20Enfin, les notions d’ob-scénité et de sur-scénité définissent le passage d’un régime de l’obscénité à celui d’un brouillage de celle-ci laissant apparaître (sur-scénité) – à certaines occasions médiatiques ou suivant certaines conditions – ce qui devait jusqu’ici rester confiné à la sphère privée et ne jamais être montré. Il s’agit, avec ces notions, de suivre ce qui relève de la mise en forme des sexualités sur un mode médiatique et spectacularisant, ou de l’économie des affects qui s’y rattache. Le déploiement de cette surscénité s’est fait depuis les années 1970 selon Linda Williams (1999) et coïncide avec la mise en crise, et non la libération, des contraintes morales pesant sur le champ des sexualités. Ainsi, des zones peuvent être tout à fait dédiées, parce que circonscrites, à des activités ou des discours sexuels qui seront dénoncés ailleurs : des espaces publics de la rue (zones de sexe dans chaque métropole, performances et manifestations), des écrans (la sexualisation de certains programmes télévisuels), etc.

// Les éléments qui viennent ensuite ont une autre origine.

//! Application state and logic.
//!
//! This module contains the main [`App`] struct which holds the sheet, the
//! focused pane, the selector and command buffers, and the `#tag`
//! autocomplete popup state. Keyboard input goes to exactly one pane at a
//! time, tracked by [`Focus`].

use std::path::PathBuf;

use gridtag_core::error::Result;
use gridtag_core::provider::GridProvider;
use gridtag_core::suggest::{Suggestion, suggest};
use gridtag_core::sync::{apply_selection, display_selection};
use gridtag_core::tagger::{preview_selection, tag_context};
use gridtag_core::{Range, Sheet};

/// Which pane owns keyboard input.
///
/// - [`Grid`](Focus::Grid): navigate cells, single-key commands
/// - [`Selector`](Focus::Selector): edit the selection expression
/// - [`Command`](Focus::Command): type free text with `#tag` autocomplete
#[derive(Clone, Copy, PartialEq, Eq)]
pub enum Focus {
    Grid,
    Selector,
    Command,
}

/// Main application state container.
pub struct App {
    /// The sheet backing the grid view
    pub sheet: Sheet,
    /// Which pane owns keyboard input
    pub focus: Focus,
    /// Current cursor position (row)
    pub cursor_row: usize,
    /// Current cursor position (column)
    pub cursor_col: usize,
    /// Anchor for shift-extended selections
    pub anchor: Option<(usize, usize)>,
    /// Viewport offset (row)
    pub viewport_row: usize,
    /// Viewport offset (column)
    pub viewport_col: usize,
    /// Number of visible rows
    pub visible_rows: usize,
    /// Number of visible columns
    pub visible_cols: usize,
    /// Selector field buffer
    pub selector_buffer: String,
    /// Cursor position within the selector buffer (byte offset)
    pub selector_cursor: usize,
    /// Command field buffer
    pub command_buffer: String,
    /// Cursor position within the command buffer (byte offset)
    pub command_cursor: usize,
    /// Autocomplete popup entries (empty when closed)
    pub popup: Vec<Suggestion>,
    /// Highlighted popup entry
    pub popup_index: Option<usize>,
    /// Status message to display
    pub status_message: String,
    /// Source file, shown in the status bar
    pub file_path: Option<PathBuf>,
    /// Column width for display
    pub col_width: usize,
    /// Quit flag
    pub should_quit: bool,
}

impl App {
    /// Create a new application with an empty sheet.
    pub fn new() -> Self {
        App {
            sheet: Sheet::new(),
            focus: Focus::Grid,
            cursor_row: 0,
            cursor_col: 0,
            anchor: None,
            viewport_row: 0,
            viewport_col: 0,
            visible_rows: 20,
            visible_cols: 8,
            selector_buffer: String::from("-"),
            selector_cursor: 1,
            command_buffer: String::new(),
            command_cursor: 0,
            popup: Vec::new(),
            popup_index: None,
            status_message: String::new(),
            file_path: None,
            col_width: 12,
            should_quit: false,
        }
    }

    /// Create a new application and load a CSV file if provided.
    pub fn with_file(path: Option<PathBuf>) -> Result<Self> {
        let mut app = Self::new();
        if let Some(ref p) = path {
            app.sheet = Sheet::from_csv_path(p)?;
            app.file_path = Some(p.clone());
        } else {
            app.status_message = String::from("No file loaded; selections need a grid");
        }
        Ok(app)
    }

    /// Mirror the sheet's selection into the selector field.
    pub fn refresh_selector(&mut self) {
        self.selector_buffer = display_selection(&self.sheet);
        self.selector_cursor = self.selector_buffer.len();
    }

    /// Move the grid cursor, collapsing the selection to the cursor cell.
    pub fn move_cursor(&mut self, d_row: isize, d_col: isize) {
        let bounds = self.sheet.bounds();
        if bounds.is_empty() {
            return;
        }
        self.cursor_row = clamp_add(self.cursor_row, d_row, bounds.rows - 1);
        self.cursor_col = clamp_add(self.cursor_col, d_col, bounds.cols - 1);
        self.anchor = None;
        self.sheet
            .select_ranges(&[Range::single(self.cursor_row, self.cursor_col)]);
        self.refresh_selector();
        self.update_viewport();
    }

    /// Move the grid cursor, extending the selection from the anchor.
    pub fn extend_cursor(&mut self, d_row: isize, d_col: isize) {
        let bounds = self.sheet.bounds();
        if bounds.is_empty() {
            return;
        }
        let anchor = *self
            .anchor
            .get_or_insert((self.cursor_row, self.cursor_col));
        self.cursor_row = clamp_add(self.cursor_row, d_row, bounds.rows - 1);
        self.cursor_col = clamp_add(self.cursor_col, d_col, bounds.cols - 1);
        self.sheet.select_ranges(&[Range::new(
            anchor.0,
            anchor.1,
            self.cursor_row,
            self.cursor_col,
        )]);
        self.refresh_selector();
        self.update_viewport();
    }

    /// Apply the selector field to the sheet.
    ///
    /// On success the cursor jumps to the first rectangle and focus should
    /// return to the grid; on failure the previous selection survives and
    /// the field is restored to its canonical form.
    pub fn apply_selector_input(&mut self) -> bool {
        match apply_selection(&mut self.sheet, &self.selector_buffer) {
            Ok(ranges) => {
                if let Some(first) = ranges.first() {
                    self.cursor_row = first.start_row;
                    self.cursor_col = first.start_col;
                    self.status_message = format!("Selected {}", display_selection(&self.sheet));
                } else {
                    self.status_message = String::from("Selection cleared");
                }
                self.anchor = None;
                self.refresh_selector();
                self.update_viewport();
                true
            }
            Err(e) => {
                self.status_message = format!("Error: {}", e);
                self.refresh_selector();
                false
            }
        }
    }

    /// Clear the selection and the selector field.
    pub fn clear_selection(&mut self) {
        self.sheet.clear_selection();
        self.anchor = None;
        self.refresh_selector();
        self.status_message = String::from("Selection cleared");
    }

    /// Regenerate the popup from the tag under the command cursor.
    pub fn update_popup(&mut self) {
        match tag_context(&self.command_buffer, self.command_cursor) {
            Some(ctx) => {
                self.popup = suggest(&self.sheet, &ctx.filter);
                self.popup_index = None;
            }
            None => self.close_popup(),
        }
    }

    pub fn close_popup(&mut self) {
        self.popup.clear();
        self.popup_index = None;
    }

    /// Step the popup highlight, wrapping at either end.
    pub fn popup_move(&mut self, delta: isize) {
        if self.popup.is_empty() {
            return;
        }
        let len = self.popup.len() as isize;
        let next = match self.popup_index {
            Some(i) => (i as isize + delta).rem_euclid(len),
            None if delta < 0 => len - 1,
            None => 0,
        };
        self.popup_index = Some(next as usize);
    }

    /// Insert the chosen (or pending) reference at the tag position and
    /// preview it.
    pub fn accept_suggestion(&mut self) {
        let Some(ctx) = tag_context(&self.command_buffer, self.command_cursor) else {
            return;
        };
        let value = match self.popup_index.and_then(|i| self.popup.get(i)) {
            Some(suggestion) => suggestion.text.clone(),
            // Nothing highlighted: keep what the user already typed, so
            // "#A1" followed by Enter works directly.
            None if !ctx.filter.is_empty() => ctx.filter.clone(),
            None => return,
        };

        let before = &self.command_buffer[..ctx.tag_start];
        let after = &self.command_buffer[self.command_cursor..];
        self.command_buffer = format!("{}#{}{}", before, value, after);
        self.command_cursor = ctx.tag_start + 1 + value.len();

        // Preview highlight only; failures stay silent while typing.
        if preview_selection(&mut self.sheet, &format!("#{}", value)).is_some() {
            self.refresh_selector();
        }
        self.close_popup();
    }

    /// Scan the whole command for tags and preview them.
    pub fn preview_command_tags(&mut self) {
        match preview_selection(&mut self.sheet, &self.command_buffer) {
            Some(_) => {
                self.refresh_selector();
                self.status_message = format!("Highlighted {}", display_selection(&self.sheet));
            }
            None => {
                self.status_message = String::from("No cell tags in command");
            }
        }
    }

    /// Keep the cursor inside the visible viewport.
    pub fn update_viewport(&mut self) {
        if self.cursor_row < self.viewport_row {
            self.viewport_row = self.cursor_row;
        } else if self.cursor_row >= self.viewport_row + self.visible_rows {
            self.viewport_row = self.cursor_row + 1 - self.visible_rows;
        }
        if self.cursor_col < self.viewport_col {
            self.viewport_col = self.cursor_col;
        } else if self.cursor_col >= self.viewport_col + self.visible_cols {
            self.viewport_col = self.cursor_col + 1 - self.visible_cols;
        }
    }

    /// Copy the selected cells to the system clipboard.
    pub fn yank(&mut self) {
        self.status_message = super::clipboard::yank_selection(&self.sheet);
    }
}

impl Default for App {
    fn default() -> Self {
        Self::new()
    }
}

fn clamp_add(value: usize, delta: isize, max: usize) -> usize {
    (value as isize + delta).clamp(0, max as isize) as usize
}
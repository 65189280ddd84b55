//! Ranked autocomplete suggestions for `#tag` references.
//!
//! The ordering is deterministic for a given grid state and filter string:
//! candidates are generated in a fixed sequence, optionally narrowed by a
//! substring filter, and capped.

use gridtag_engine::selection::{col_to_letters, letters_to_col};

use crate::provider::GridProvider;

/// Maximum number of suggestions returned.
pub const MAX_SUGGESTIONS: usize = 10;
/// Cells scanned in the filtered column on the column-priority path.
const COLUMN_SCAN_ROWS: usize = 20;
/// Cells scanned on the global path before giving up.
const GLOBAL_SCAN_CELLS: usize = 1000;
/// Cell value preview length, in characters.
const PREVIEW_LEN: usize = 15;

/// What a suggestion refers to.
#[derive(Debug, Clone, Copy, PartialEq, Eq)]
pub enum SuggestionKind {
    Cell,
    Column,
    Row,
    Range,
}

/// One autocomplete candidate for the tag popup.
#[derive(Debug, Clone, PartialEq, Eq)]
pub struct Suggestion {
    /// Reference text inserted on accept (e.g. "B2" or "A:C").
    pub text: String,
    pub kind: SuggestionKind,
    /// Human-readable description shown beside the text.
    pub detail: String,
}

/// Generate up to [`MAX_SUGGESTIONS`] candidates for an in-progress filter.
///
/// A single-letter filter naming an in-bounds column prioritizes that
/// column's cells over a global scan; any other filter narrows the global
/// candidate list by case-insensitive substring match on text and detail.
pub fn suggest(provider: &dyn GridProvider, filter: &str) -> Vec<Suggestion> {
    let bounds = provider.bounds();
    if bounds.is_empty() {
        return Vec::new();
    }

    let column_filter = single_column_filter(filter, bounds.cols);

    let mut suggestions = match column_filter {
        Some(col) => column_priority_suggestions(provider, col),
        None => global_suggestions(provider),
    };

    if !filter.is_empty() && column_filter.is_none() {
        let needle = filter.to_lowercase();
        suggestions.retain(|s| {
            s.text.to_lowercase().contains(&needle) || s.detail.to_lowercase().contains(&needle)
        });
    }

    suggestions.truncate(MAX_SUGGESTIONS);
    suggestions
}

fn single_column_filter(filter: &str, cols: usize) -> Option<usize> {
    if filter.len() != 1 {
        return None;
    }
    letters_to_col(filter).filter(|&col| col < cols)
}

/// The filter names one column: its header, its leading cells, its
/// whole-column range, then a taste of the other columns.
fn column_priority_suggestions(provider: &dyn GridProvider, col: usize) -> Vec<Suggestion> {
    let bounds = provider.bounds();
    let letter = col_to_letters(col);
    let mut out = vec![column_suggestion(&letter)];

    for row in 0..bounds.rows.min(COLUMN_SCAN_ROWS) {
        out.push(cell_suggestion(provider, row, col));
    }

    out.push(Suggestion {
        text: format!("{letter}1:{letter}{}", bounds.rows),
        kind: SuggestionKind::Range,
        detail: format!("All rows in column {letter}"),
    });

    for other in 0..bounds.cols {
        if other == col {
            continue;
        }
        out.push(column_suggestion(&col_to_letters(other)));
        out.push(cell_suggestion(provider, 0, other));
    }

    out
}

/// No column focus: every column header and row number, a bounded
/// column-major cell scan, and the example range patterns.
fn global_suggestions(provider: &dyn GridProvider) -> Vec<Suggestion> {
    let bounds = provider.bounds();
    let mut out = Vec::new();

    for col in 0..bounds.cols {
        out.push(column_suggestion(&col_to_letters(col)));
    }
    for row in 0..bounds.rows {
        out.push(Suggestion {
            text: (row + 1).to_string(),
            kind: SuggestionKind::Row,
            detail: format!("Row {}", row + 1),
        });
    }

    let mut scanned = 0;
    'columns: for col in 0..bounds.cols {
        for row in 0..bounds.rows {
            if scanned >= GLOBAL_SCAN_CELLS {
                break 'columns;
            }
            out.push(cell_suggestion(provider, row, col));
            scanned += 1;
        }
    }

    for (text, detail) in [
        ("A1:A10", "Range example: A1 to A10"),
        ("A:C", "Column range: A to C"),
        ("1:5", "Row range: 1 to 5"),
    ] {
        out.push(Suggestion {
            text: text.to_string(),
            kind: SuggestionKind::Range,
            detail: detail.to_string(),
        });
    }

    out
}

fn column_suggestion(letter: &str) -> Suggestion {
    Suggestion {
        text: letter.to_string(),
        kind: SuggestionKind::Column,
        detail: format!("Column {letter}"),
    }
}

fn cell_suggestion(provider: &dyn GridProvider, row: usize, col: usize) -> Suggestion {
    let id = format!("{}{}", col_to_letters(col), row + 1);
    let detail = match provider.cell_value(row, col) {
        Some(value) if !value.is_empty() => format!("Cell {}: {}", id, preview(&value)),
        _ => format!("Cell {}", id),
    };
    Suggestion {
        text: id,
        kind: SuggestionKind::Cell,
        detail,
    }
}

fn preview(value: &str) -> String {
    let mut chars = value.chars();
    let head: String = chars.by_ref().take(PREVIEW_LEN).collect();
    if chars.next().is_some() {
        format!("{head}...")
    } else {
        head
    }
}

#[cfg(test)]
mod tests {
    use super::*;
    use crate::sheet::Sheet;

    fn sheet() -> Sheet {
        // 4 rows x 3 cols with recognizable values.
        Sheet::from_rows(vec![
            vec!["name".into(), "qty".into(), "price".into()],
            vec!["apple".into(), "3".into(), "1.20".into()],
            vec!["banana".into(), "5".into(), "0.50".into()],
            vec!["a very long cell value indeed".into(), "".into(), "9".into()],
        ])
    }

    #[test]
    fn test_empty_grid_yields_nothing() {
        assert!(suggest(&Sheet::new(), "").is_empty());
    }

    #[test]
    fn test_unfiltered_lists_columns_first_and_caps() {
        let out = suggest(&sheet(), "");
        assert_eq!(out.len(), MAX_SUGGESTIONS);
        assert_eq!(out[0].text, "A");
        assert_eq!(out[0].kind, SuggestionKind::Column);
        assert_eq!(out[1].text, "B");
        assert_eq!(out[2].text, "C");
        assert_eq!(out[3].text, "1");
        assert_eq!(out[3].kind, SuggestionKind::Row);
    }

    #[test]
    fn test_column_filter_prioritizes_that_column() {
        let out = suggest(&sheet(), "B");
        assert_eq!(out[0].text, "B");
        assert_eq!(out[0].kind, SuggestionKind::Column);
        assert_eq!(out[1].text, "B1");
        assert_eq!(out[1].detail, "Cell B1: qty");
        assert_eq!(out[2].text, "B2");
        // The empty B4 cell has no value preview.
        assert_eq!(out[4].detail, "Cell B4");
        assert_eq!(out[5].text, "B1:B4");
        assert_eq!(out[5].kind, SuggestionKind::Range);
    }

    #[test]
    fn test_column_filter_is_case_insensitive() {
        assert_eq!(suggest(&sheet(), "b")[0].text, "B");
    }

    #[test]
    fn test_out_of_bounds_column_letter_falls_back_to_substring() {
        // "Z" names no column in a 3-column sheet.
        let out = suggest(&sheet(), "Z");
        assert!(out.iter().all(|s| {
            s.text.to_lowercase().contains('z') || s.detail.to_lowercase().contains('z')
        }));
    }

    #[test]
    fn test_substring_filter_matches_cell_values() {
        let out = suggest(&sheet(), "banana");
        assert_eq!(out.len(), 1);
        assert_eq!(out[0].text, "A3");
        assert_eq!(out[0].detail, "Cell A3: banana");
    }

    #[test]
    fn test_long_values_are_truncated() {
        let out = suggest(&sheet(), "A4");
        assert_eq!(out[0].detail, "Cell A4: a very long cel...");
    }

    #[test]
    fn test_deterministic_for_same_inputs() {
        assert_eq!(suggest(&sheet(), "a"), suggest(&sheet(), "a"));
    }
}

21Ces cinq formes tissent selon nous des fils entre les articles d’un dossier au cours duquel le lecteur trouvera sûrement bien d’autres fils roses (ceux des identités sexuelles, du rapport au corps, à l’autre, etc.) pour nouer, dénouer, renouer l’écheveau complexe qui lie les sexualités et la communication.
Notes
-
[1]
Les références citées en introduction renvoient à la sélection bibliographique, p. 19.
-
[2]
Concernant les questions relatives à la désignation d’un discours savant sur la sexualité comme objectif ou subjectif, voir Chibois et Pailler (à paraître, 2014).
-
[3]
S’il nous semble essentiel, pour des raisons méthodologiques et heuristiques, de prendre position en faveur d’un pluralisme épistémologique concernant la réflexion sur les sexualités, cela ne nous engage assurément pas d’une manière ou d’une autre à affirmer ce pluralisme sur un plan politique et opérationnel. Cf. Deschamps, C., « La fabrique du sexe par les sciences sociales », in Deschamps, C., Gaissad, L. et Taraud, C., 2009, p. 67-80.